Organized by Mexico City’s Museo Tamayo Arte Contemporáneo and the Fundacíon Olga y Rufino Tamayo, A.C., in collaboration with The Noguchi Museum in New York, the exhibition was brought to San Francisco by SFMOMA architecture and design curator Jennifer Dunlop Fletcher, who saw it during a visit to the Tamayo last fall.

The Tamayo is housed in a 1981 building that rises like a stepped mound of concrete and stone within Chapultepec Park, and it could be argued that it too is the result of Noguchi’s thinking that undoubtedly influenced the land art movements of the late 1960s. Inside and outside the museum, Fletcher saw replicas of Noguchi’s work, including his 1976 Playscape garden for Atlanta, GA. — the only Noguchi playground that got built during his lifetime — and other ideas that could suitably be applied to Bay Area parks.
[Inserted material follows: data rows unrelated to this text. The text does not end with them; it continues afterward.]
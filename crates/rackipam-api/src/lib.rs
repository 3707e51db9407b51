pub mod rest;
pub mod security;

use axum::{middleware, Router};
use rackipam_core::db::Db;
use rackipam_provision::ProvisioningService;
use std::net::SocketAddr;
use std::sync::Arc;
use tokio::sync::watch;
use tower_http::trace::TraceLayer;
use tracing::info;

pub struct ApiServer {
    listen_addr: SocketAddr,
    service: Arc<ProvisioningService<Db>>,
    api_key: Option<String>,
    instance_id: String,
}

#[derive(Clone)]
pub struct AppState {
    pub db: Db,
    pub service: Arc<ProvisioningService<Db>>,
    pub api_key: Option<Arc<String>>,
    pub instance_id: String,
}

impl AppState {
    pub fn new(service: Arc<ProvisioningService<Db>>, api_key: Option<String>) -> Self {
        Self {
            db: service.store().clone(),
            service,
            api_key: api_key.map(Arc::new),
            instance_id: String::new(),
        }
    }
}

/// Full application router: REST routes under `/api/v1`, API key check and
/// request tracing.
pub fn app(state: AppState) -> Router {
    Router::new()
        .nest("/api/v1", rest::router())
        .layer(middleware::from_fn_with_state(
            state.clone(),
            security::api_key_auth,
        ))
        .layer(TraceLayer::new_for_http())
        .with_state(state)
}

impl ApiServer {
    pub fn new(
        listen_addr: SocketAddr,
        service: Arc<ProvisioningService<Db>>,
        api_key: Option<String>,
    ) -> Self {
        Self {
            listen_addr,
            service,
            api_key,
            instance_id: String::new(),
        }
    }

    pub fn with_instance_id(mut self, id: &str) -> Self {
        self.instance_id = id.to_string();
        self
    }

    pub async fn run(self, shutdown: watch::Receiver<bool>) -> anyhow::Result<()> {
        let mut state = AppState::new(self.service, self.api_key);
        state.instance_id = self.instance_id;

        let listener = tokio::net::TcpListener::bind(self.listen_addr).await?;
        info!("REST API listening on {}", self.listen_addr);

        let mut shutdown = shutdown;
        axum::serve(listener, app(state))
            .with_graceful_shutdown(async move {
                let _ = shutdown.changed().await;
            })
            .await?;

        Ok(())
    }
}

#[cfg(test)]
pub(crate) mod test_support {
    use super::*;
    use axum::body::Body;
    use axum::http::{Request, StatusCode};
    use rackipam_core::config::ProvisioningConfig;
    use serde_json::Value;
    use tempfile::TempDir;
    use tower::ServiceExt;

    pub struct TestApp {
        pub router: Router,
        pub state: AppState,
        _dir: TempDir,
    }

    impl TestApp {
        pub fn new(api_key: Option<&str>) -> Self {
            let dir = TempDir::new().unwrap();
            let db = Db::open(&dir.path().join("test.redb")).unwrap();
            let service = Arc::new(ProvisioningService::new(db, ProvisioningConfig::default()));
            let mut state = AppState::new(service, api_key.map(str::to_string));
            state.instance_id = "test-ipam".to_string();
            Self {
                router: app(state.clone()),
                state,
                _dir: dir,
            }
        }

        pub async fn send(&self, method: &str, uri: &str, body: Option<Value>) -> (StatusCode, Value) {
            let builder = Request::builder().method(method).uri(uri);
            let request = match body {
                Some(json) => builder
                    .header("content-type", "application/json")
                    .body(Body::from(json.to_string()))
                    .unwrap(),
                None => builder.body(Body::empty()).unwrap(),
            };
            self.dispatch(request).await
        }

        pub async fn dispatch(&self, request: Request<Body>) -> (StatusCode, Value) {
            let response = self.router.clone().oneshot(request).await.unwrap();
            let status = response.status();
            let bytes = axum::body::to_bytes(response.into_body(), usize::MAX)
                .await
                .unwrap();
            let value = serde_json::from_slice(&bytes)
                .unwrap_or_else(|_| Value::String(String::from_utf8_lossy(&bytes).into_owned()));
            (status, value)
        }
    }
}
/*
 * error.rs
 * Copyright (c) 2025 Posit, PBC
 *
 * Error types for embedmap-core.
 */

//! Error types for embedmap-core
//!
//! Errors here only cover the boundaries of the engine: reading inputs,
//! loading configuration, talking to the external compiler. Problems found
//! while normalizing a map are reported as [`crate::Diagnostic`]s instead.

use thiserror::Error;

#[derive(Error, Debug)]
pub enum MapError {
    /// The compiler-native map could not be read as JSON.
    #[error("Invalid compiler-native map: {0}")]
    NativeMap(#[from] serde_json::Error),

    /// A V3 `mappings` string contained an invalid VLQ sequence.
    #[error("Invalid mappings at segment {segment} of line {line}: {message}")]
    Mappings {
        line: usize,
        segment: usize,
        message: String,
    },

    /// A configured pattern is not a valid regular expression.
    #[error("Invalid pattern for `{option}`: {source}")]
    Pattern {
        option: &'static str,
        #[source]
        source: regex::Error,
    },

    #[error("Invalid configuration: {0}")]
    Config(#[from] serde_yaml::Error),

    #[error("IO error: {0}")]
    Io(#[from] std::io::Error),

    #[error(transparent)]
    Compile(#[from] CompileError),
}

/// Errors raised by a [`crate::SnippetCompiler`].
#[derive(Error, Debug)]
pub enum CompileError {
    /// The compiler could not be started at all.
    #[error("Compiler `{program}` is unavailable: {source}")]
    Unavailable {
        program: String,
        #[source]
        source: std::io::Error,
    },

    /// The compiler ran but rejected the snippet.
    #[error("Compilation of {file} failed: {message}")]
    Failed { file: String, message: String },

    /// The compiler's output did not have a recognised shape.
    #[error("Unrecognised compiler output for {file}: {message}")]
    Output { file: String, message: String },
}

/// Errors raised by a [`crate::SyntaxParser`].
#[derive(Error, Debug)]
pub enum SyntaxError {
    #[error("Failed to load grammar: {0}")]
    Grammar(String),

    #[error("Parse failed: {0}")]
    Parse(String),
}

pub type Result<T> = std::result::Result<T, MapError>;
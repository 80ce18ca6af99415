/*
 * vlq.rs
 * Copyright (c) 2025 Posit, PBC
 *
 * Base64 VLQ, as used by the V3 `mappings` field.
 */

//! Base64 VLQ, as used by the V3 `mappings` field.

const BASE64_CHARS: &[u8; 64] = b"ABCDEFGHIJKLMNOPQRSTUVWXYZabcdefghijklmnopqrstuvwxyz0123456789+/";

const BASE64_VALUES: [i8; 128] = {
    let mut table = [-1i8; 128];
    let mut i = 0;
    while i < BASE64_CHARS.len() {
        table[BASE64_CHARS[i] as usize] = i as i8;
        i += 1;
    }
    table
};

/// Append the VLQ encoding of `value` to `out`.
pub(crate) fn encode(value: i64, out: &mut String) {
    // Sign goes in the least significant bit
    let mut unsigned: u64 = if value < 0 {
        (value.unsigned_abs() << 1) | 1
    } else {
        (value as u64) << 1
    };

    loop {
        let mut digit = (unsigned & 0x1F) as u8;
        unsigned >>= 5;
        if unsigned > 0 {
            digit |= 0x20;
        }
        out.push(BASE64_CHARS[digit as usize] as char);
        if unsigned == 0 {
            break;
        }
    }
}

/// Decode every value of one comma-free segment.
pub(crate) fn decode_segment(segment: &str) -> Result<Vec<i64>, String> {
    let mut values = Vec::new();
    let mut accum: u64 = 0;
    let mut shift = 0u32;

    for c in segment.chars() {
        let digit = BASE64_VALUES
            .get(c as usize)
            .copied()
            .filter(|d| *d >= 0)
            .ok_or_else(|| format!("invalid base64 character {:?}", c))? as u64;
        if shift > 60 {
            return Err("value does not fit in 64 bits".to_string());
        }
        accum |= (digit & 0x1F) << shift;
        shift += 5;

        if digit & 0x20 == 0 {
            let magnitude = (accum >> 1) as i64;
            values.push(if accum & 1 == 1 { -magnitude } else { magnitude });
            accum = 0;
            shift = 0;
        }
    }

    if shift != 0 {
        return Err("truncated value".to_string());
    }
    Ok(values)
}
/*
 * decoder.rs
 * Copyright (c) 2025 Posit, PBC
 *
 * Reading V3 mappings back.
 */

//! Reading V3 mappings back.
//!
//! Editor integrations resolve "go to definition" by asking for the original
//! position of a generated position; this is the same lookup.

use crate::encoder::EncodedPositionMap;
use crate::error::{MapError, Result};
use crate::vlq;
use serde::Serialize;

/// One decoded mapping. All fields are 0-based absolute values.
#[derive(Debug, Clone, Copy, PartialEq, Eq, Serialize)]
#[serde(rename_all = "camelCase")]
pub struct DecodedMapping {
    pub generated_line: usize,
    pub generated_column: usize,
    /// None for column-only segments
    pub source: Option<usize>,
    pub original_line: usize,
    pub original_column: usize,
    pub name: Option<usize>,
}

/// The result of [`EncodedPositionMap::original_position_for`].
#[derive(Debug, Clone, PartialEq, Eq, Serialize)]
pub struct OriginalPosition {
    pub source: String,
    /// 1-based
    pub line: usize,
    /// 0-based
    pub column: usize,
    pub name: Option<String>,
}

/// Decode a V3 `mappings` string.
pub fn decode_mappings(mappings: &str) -> Result<Vec<DecodedMapping>> {
    let mut out = Vec::new();
    let mut source = 0i64;
    let mut original_line = 0i64;
    let mut original_column = 0i64;
    let mut name = 0i64;

    for (line, groups) in mappings.split(';').enumerate() {
        let mut column = 0i64;
        for (index, segment) in groups.split(',').enumerate() {
            if segment.is_empty() {
                continue;
            }
            let invalid = |message: String| MapError::Mappings {
                line,
                segment: index,
                message,
            };
            let values = vlq::decode_segment(segment).map_err(invalid)?;

            column = advance(column, values[0]).ok_or_else(|| invalid("column overflow".into()))?;
            let mut decoded = DecodedMapping {
                generated_line: line,
                generated_column: to_index(column).ok_or_else(|| invalid("negative column".into()))?,
                source: None,
                original_line: 0,
                original_column: 0,
                name: None,
            };
            match values.len() {
                1 => {}
                4 | 5 => {
                    source = advance(source, values[1])
                        .ok_or_else(|| invalid("source index overflow".into()))?;
                    original_line = advance(original_line, values[2])
                        .ok_or_else(|| invalid("original line overflow".into()))?;
                    original_column = advance(original_column, values[3])
                        .ok_or_else(|| invalid("original column overflow".into()))?;
                    decoded.source = to_index(source);
                    decoded.original_line = to_index(original_line)
                        .ok_or_else(|| invalid("negative original line".into()))?;
                    decoded.original_column = to_index(original_column)
                        .ok_or_else(|| invalid("negative original column".into()))?;
                    if let Some(delta) = values.get(4) {
                        name = advance(name, *delta)
                            .ok_or_else(|| invalid("name index overflow".into()))?;
                        decoded.name = to_index(name);
                    }
                }
                n => return Err(invalid(format!("segment has {} fields", n))),
            }
            out.push(decoded);
        }
    }
    Ok(out)
}

fn advance(value: i64, delta: i64) -> Option<i64> {
    value.checked_add(delta)
}

fn to_index(value: i64) -> Option<usize> {
    usize::try_from(value).ok()
}

impl EncodedPositionMap {
    pub fn decode(&self) -> Result<Vec<DecodedMapping>> {
        decode_mappings(&self.mappings)
    }

    /// Original position of a generated `(line, column)`, with a 1-based
    /// line and a 0-based column.
    ///
    /// Picks the mapping with the greatest generated column not after
    /// `column` on that line.
    pub fn original_position_for(&self, line: usize, column: usize) -> Result<Option<OriginalPosition>> {
        let Some(generated_line) = line.checked_sub(1) else {
            return Ok(None);
        };
        let best = self
            .decode()?
            .into_iter()
            .filter(|m| m.generated_line == generated_line && m.generated_column <= column)
            .filter(|m| m.source.is_some())
            .max_by_key(|m| m.generated_column);

        Ok(best.and_then(|m| {
            let source = self.sources.get(m.source?)?.clone();
            Some(OriginalPosition {
                source,
                line: m.original_line + 1,
                column: m.original_column,
                name: m.name.and_then(|idx| self.names.get(idx).cloned()),
            })
        }))
    }
}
“He was really interested in the haptic [tactile] relation to art that is lost in museums. Through play, we are less socially inhibited, and as public space becomes increasingly politicized and privatized, Noguchi’s thoughtful designs for play, reflection and creative stimulation” are still the Holy Grail, Fletcher says. “Today, so many designers cite Noguchi’s outdoor works as influential.”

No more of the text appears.